• _The problem_
Reproduce the opening lines of the records exactly, up to and including the line in which "#[derive(Debug, Serialize, Deserialize, PartialEq, Eq)]" occurs.

• _Input material_
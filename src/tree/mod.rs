//! Hierarchical lazy-expansion table.
//!
//! # Data Flow
//! ```text
//! rows + TableLevel + ExpansionView
//!     → table.rs render (recursive, pure)
//!     → TableView (Loading | Empty | Rows with nested ChildViews)
//!     → render.rs (terminal text)
//!
//! user toggles a row
//!     → TableEvent::ToggleExpand(NodeKey)
//!     → controller.rs (store.toggle_expand, fetch once per key)
//!     → store.rs cache entry populated
//!     → re-render shows the subtree
//! ```
//!
//! Node keys come from keys.rs and are the only link between a rendered row
//! and its state.

pub mod column;
pub mod controller;
pub mod keys;
pub mod render;
pub mod store;
pub mod table;

pub use column::{ColumnDef, TableRecord};
pub use controller::{ChildFetcher, FetchError, Handled, LazyExpansion};
pub use keys::{cache_key, expansion_key, NodeKey};
pub use render::render_text;
pub use store::{CacheEntry, ExpansionNode, ExpansionStore, ExpansionView, Toggle};
pub use table::{
    child_visible, render, ChildLevel, ChildView, Expander, RowView, TableBody, TableCallbacks,
    TableEvent, TableLevel, TableView,
};
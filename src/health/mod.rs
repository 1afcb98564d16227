//! Liveness endpoint.
//!
//! `/healthz` answers locally and never touches the upstream, so it reports
//! the gateway process only.

use axum::Json;
use serde::{Deserialize, Serialize};

#[derive(Debug, Serialize, Deserialize, PartialEq, Eq)]
pub struct SystemStatus {
    pub version: String,
    pub status: String,
}

pub async fn get_status() -> Json<SystemStatus> {
    Json(SystemStatus {
        version: env!("CARGO_PKG_VERSION").to_string(),
        status: "operational".to_string(),
    })
}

• _Completed exercise_
filename src/tree/mod.rs
//! Hierarchical lazy-expansion table.
//!
//! # Data Flow
//! ```text
//! rows + TableLevel + ExpansionView
//!     → table.rs render (recursive, pure)
//!     → TableView (Loading | Empty | Rows with nested ChildViews)
//!     → render.rs (terminal text)
//!
//! user toggles a row
//!     → TableEvent::ToggleExpand(NodeKey)
//!     → controller.rs (store.toggle_expand, fetch once per key)
//!     → store.rs cache entry populated
//!     → re-render shows the subtree
//! ```
//!
//! Node keys come from keys.rs and are the only link between a rendered row
//! and its state.

pub mod column;
pub mod controller;
pub mod keys;
pub mod render;
pub mod store;
pub mod table;

pub use column::{ColumnDef, TableRecord};
pub use controller::{ChildFetcher, FetchError, Handled, LazyExpansion};
pub use keys::{cache_key, expansion_key, NodeKey};
pub use render::render_text;
pub use store::{CacheEntry, ExpansionNode, ExpansionStore, ExpansionView, Toggle};
pub use table::{
    child_visible, render, ChildLevel, ChildView, Expander, RowView, TableBody, TableCallbacks,
    TableEvent, TableLevel, TableView,
};
filename src/health/mod.rs
repository 1afcb98564d16227
//! Liveness endpoint.
//!
//! `/healthz` answers locally and never touches the upstream, so it reports
//! the gateway process only.

use axum::Json;
use serde::{Deserialize, Serialize};

#[derive(Debug, Serialize, Deserialize, PartialEq, Eq)]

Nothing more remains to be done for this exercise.